** Opening PROVIDED ENTRIES block **

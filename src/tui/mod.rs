mod export;
mod help;
mod preview;
mod state;

use crate::cli::{build_config, Cli};
use crate::model::{ControllerEvent, NoticeKind, RestoreConfig};
use crate::orchestrator::{self, UiCommand};
use crate::session::{UiState, Visibility};
use anyhow::{Context, Result};
use crossterm::{
    event::{self, Event, KeyCode, KeyEventKind, KeyModifiers},
    execute,
    terminal::{disable_raw_mode, enable_raw_mode, EnterAlternateScreen, LeaveAlternateScreen},
};
use ratatui::{
    backend::CrosstermBackend,
    layout::{Constraint, Direction, Layout, Rect},
    style::{Color, Modifier, Style},
    text::{Line, Span},
    widgets::{Block, Borders, Clear, Paragraph, Tabs, Wrap},
    Terminal,
};
use std::{io, path::PathBuf, time::Duration, time::Instant};
use tokio::sync::mpsc;
use tokio::sync::mpsc::error::TryRecvError;
use tokio::sync::mpsc::{UnboundedReceiver, UnboundedSender};

use export::{copy_to_clipboard, display_path};
use help::draw_help;
use state::{push_wrapped_status_kv, TuiState};

pub async fn run(args: Cli) -> Result<()> {
    let cfg = build_config(&args);
    // Unbounded channels keep the UI thread from ever blocking on the controller.
    let (event_tx, event_rx) = mpsc::unbounded_channel::<ControllerEvent>();
    let (cmd_tx, cmd_rx) = mpsc::unbounded_channel::<UiCommand>();

    if let Some(path) = args.file.clone() {
        let _ = cmd_tx.send(UiCommand::SelectFile(path));
    }

    // TUI runs in a dedicated thread to keep all blocking I/O out of the Tokio runtime.
    let ui_cfg = cfg.clone();
    let ui_handle = std::thread::spawn(move || run_threaded(ui_cfg, event_rx, cmd_tx));

    let res = orchestrator::run_controller(&cfg, event_tx, cmd_rx).await;

    let join_res = tokio::task::spawn_blocking(move || ui_handle.join()).await;
    if let Ok(joined) = join_res {
        match joined {
            Ok(Ok(())) => {}
            Ok(Err(e)) => return Err(e),
            Err(_) => return Err(anyhow::anyhow!("TUI thread panicked")),
        }
    }

    res
}
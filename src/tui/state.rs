use crate::model::{ControllerEvent, Notice, Restoration};
use crate::session::{project, UiState, Visibility};
use ratatui::{
    style::Color,
    style::Style,
    text::{Line, Span},
};
use std::path::PathBuf;

pub struct TuiState {
    pub tab: usize,
    /// Latest snapshot published by the controller.
    pub view: UiState,
    pub info: String,
    /// Blocking notice; every key press dismisses it first.
    pub notice: Option<Notice>,
    /// Path being typed into the open prompt.
    pub prompt: Option<String>,
    pub last_saved: Option<PathBuf>,
    pub server: Option<String>,
    pub endpoint: String,
    pub output_dir: PathBuf,
}

impl Default for TuiState {
    fn default() -> Self {
        Self {
            tab: 0,
            view: UiState::Idle,
            info: String::new(),
            notice: None,
            prompt: None,
            last_saved: None,
            server: None,
            endpoint: String::new(),
            output_dir: PathBuf::new(),
        }
    }
}

impl TuiState {
    pub fn visibility(&self) -> Visibility {
        project(&self.view)
    }

    /// The restored image as a `data:` URI, only while it can be downloaded.
    pub fn download_target(&self) -> Option<String> {
        self.view
            .restoration()
            .filter(|_| self.visibility().download_visible)
            .map(Restoration::data_uri)
    }

    /// Fold a controller event into the UI state.
    pub fn apply(&mut self, ev: ControllerEvent) {
        match ev {
            ControllerEvent::StateChanged(s) => {
                if matches!(*s, UiState::Idle) {
                    self.last_saved = None;
                }
                self.view = *s;
                self.info = match &self.view {
                    UiState::Idle => "Press o to open an image".into(),
                    UiState::Previewing { original } => format!("Loaded {}", original.file_name),
                    UiState::Restoring { .. } => "Restoring…".into(),
                    UiState::Restored { .. } => "Restored. Press d to download".into(),
                    UiState::Error { message, .. } => message.clone(),
                };
            }
            ControllerEvent::Notice(n) => {
                self.notice = Some(n);
            }
            ControllerEvent::Info(info) => {
                if let crate::model::InfoEvent::ServerReady { message } = &info {
                    self.server = Some(message.clone());
                }
                self.info = info.to_message();
            }
            ControllerEvent::Saved { path } => {
                self.info = format!("Saved: {}", path.display());
                self.last_saved = Some(path);
            }
        }
    }
}

pub fn push_wrapped_status_kv(
    out: &mut Vec<Line<'static>>,
    label: &str,
    value: &str,
    status_area_width: u16,
) {
    let value = value.trim();
    if value.is_empty() {
        return;
    }

    // Account for borders (2 chars on each side)
    let usable_width = status_area_width.saturating_sub(4).max(1);
    let label_text = format!("{label}:");
    let label_width = label_text.chars().count() as u16;

    let value_chars: Vec<char> = value.chars().collect();
    let mut remaining = value_chars.as_slice();
    let mut first = true;

    while !remaining.is_empty() {
        let line_width = if first {
            usable_width.saturating_sub(label_width + 1).max(1)
        } else {
            usable_width.saturating_sub(2).max(1)
        };

        let chars_to_take = (remaining.len() as u16).min(line_width) as usize;
        let (line_chars, rest) = remaining.split_at(chars_to_take);
        let line_text: String = line_chars.iter().collect();

        if first {
            out.push(Line::from(vec![
                Span::styled(label_text.clone(), Style::default().fg(Color::Gray)),
                Span::raw(" "),
                Span::raw(line_text),
            ]));
            first = false;
        } else {
            out.push(Line::from(vec![Span::raw("  "), Span::raw(line_text)]));
        }

        remaining = rest;
    }
}

#[cfg(test)]
mod tests {
    use super::*;
    use crate::model::{InfoEvent, NoticeKind};

    #[test]
    fn notice_is_held_until_dismissed() {
        let mut s = TuiState::default();
        s.apply(ControllerEvent::Notice(Notice {
            kind: NoticeKind::User,
            text: crate::error::SELECT_FIRST.into(),
        }));
        assert_eq!(s.notice.as_ref().map(|n| n.kind), Some(NoticeKind::User));
        s.apply(ControllerEvent::Info(InfoEvent::Message("x".into())));
        assert!(s.notice.is_some());
    }

    #[test]
    fn saved_then_reset_forgets_path() {
        let mut s = TuiState::default();
        s.apply(ControllerEvent::Saved {
            path: "/tmp/cat_restored.jpg".into(),
        });
        assert_eq!(s.info, "Saved: /tmp/cat_restored.jpg");
        assert!(s.last_saved.is_some());
        s.apply(ControllerEvent::StateChanged(Box::new(UiState::Idle)));
        assert!(s.last_saved.is_none());
        assert_eq!(s.visibility(), project(&UiState::Idle));
    }

    fn restored_view() -> UiState {
        let thumbnail = crate::model::Thumbnail {
            width: 1,
            height: 1,
            rgb: vec![0, 0, 0],
        };
        UiState::Restored {
            original: crate::model::Preview {
                file_name: "cat.png".into(),
                data_uri: "data:image/png;base64,".into(),
                width: 1,
                height: 1,
                thumbnail,
            },
            restored: Restoration {
                payload: "QUJD".into(),
                jpeg: bytes::Bytes::from_static(b"ABC"),
                dimensions: None,
                thumbnail: None,
            },
        }
    }

    #[test]
    fn download_target_follows_visibility() {
        let mut s = TuiState::default();
        assert_eq!(s.download_target(), None);
        s.apply(ControllerEvent::StateChanged(Box::new(restored_view())));
        assert_eq!(
            s.download_target().as_deref(),
            Some("data:image/jpeg;base64,QUJD")
        );
        s.apply(ControllerEvent::StateChanged(Box::new(UiState::Idle)));
        assert_eq!(s.download_target(), None);
    }

    #[test]
    fn server_banner_is_kept() {
        let mut s = TuiState::default();
        s.apply(ControllerEvent::Info(InfoEvent::ServerReady {
            message: "API ready".into(),
        }));
        assert_eq!(s.server.as_deref(), Some("API ready"));
    }

    #[test]
    fn wrapped_kv_splits_long_values() {
        let mut out = Vec::new();
        push_wrapped_status_kv(&mut out, "Saved", &"x".repeat(30), 20);
        assert!(out.len() > 1);
        let mut empty = Vec::new();
        push_wrapped_status_kv(&mut empty, "Saved", "   ", 20);
        assert!(empty.is_empty());
    }
}
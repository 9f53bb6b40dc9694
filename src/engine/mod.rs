pub(crate) mod client;
pub(crate) mod decode;

use std::sync::{
    atomic::{AtomicBool, Ordering},
    Arc,
};
use tokio::sync::Notify;

pub(crate) use client::RestoreClient;
pub(crate) use decode::load_selection;

/// Cancellation handle shared between the controller and one in-flight request.
#[derive(Debug, Clone, Default)]
pub struct CancelToken {
    cancelled: Arc<AtomicBool>,
    notify: Arc<Notify>,
}

impl CancelToken {
    pub fn new() -> Self {
        Self::default()
    }

    pub fn cancel(&self) {
        self.cancelled.store(true, Ordering::Relaxed);
        self.notify.notify_waiters();
    }

    pub fn is_cancelled(&self) -> bool {
        self.cancelled.load(Ordering::Relaxed)
    }

    /// Resolves once [`cancel`](Self::cancel) has been called.
    pub async fn cancelled(&self) {
        loop {
            // Register before checking the flag so a concurrent cancel is not missed.
            let notified = self.notify.notified();
            if self.is_cancelled() {
                return;
            }
            notified.await;
        }
    }
}

#[cfg(test)]
mod tests {
    use super::*;
    use std::time::Duration;

    #[tokio::test]
    async fn cancelled_resolves_after_cancel() {
        let token = CancelToken::new();
        let waiter = token.clone();
        let handle = tokio::spawn(async move { waiter.cancelled().await });
        tokio::time::sleep(Duration::from_millis(20)).await;
        assert!(!handle.is_finished());
        token.cancel();
        tokio::time::timeout(Duration::from_secs(1), handle)
            .await
            .expect("waiter wakes up")
            .expect("task joins");
        assert!(token.is_cancelled());
    }

    #[tokio::test]
    async fn cancelled_returns_immediately_when_already_cancelled() {
        let token = CancelToken::new();
        token.cancel();
        tokio::time::timeout(Duration::from_millis(100), token.cancelled())
            .await
            .expect("no wait");
    }
}
mod cli;
mod engine;
mod error;
mod logging;
mod model;
mod orchestrator;
mod session;
mod text_summary;
#[cfg(feature = "tui")]
mod tui;

use anyhow::Result;
use clap::Parser;

#[tokio::main]
async fn main() -> Result<()> {
    let args = cli::Cli::parse();
    let is_silent = args.silent;
    let is_non_tui = args.silent || args.json || args.text;

    match cli::run(args).await {
        Ok(()) => {
            // Explicitly exit with code 0 on success, especially for non-TUI modes
            if is_non_tui {
                std::process::exit(0);
            }
            Ok(())
        }
        Err(e) => {
            if is_silent {
                println!("{:#}", e);
                std::process::exit(1);
            } else {
                Err(e)
            }
        }
    }
}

** Closing PROVIDED ENTRIES block **

> WORK TO BE COMPLETED
Find each line in the records that contains the string "client", then say how many there are and nothing else.

> RESPONSE TO THE EXERCISE
2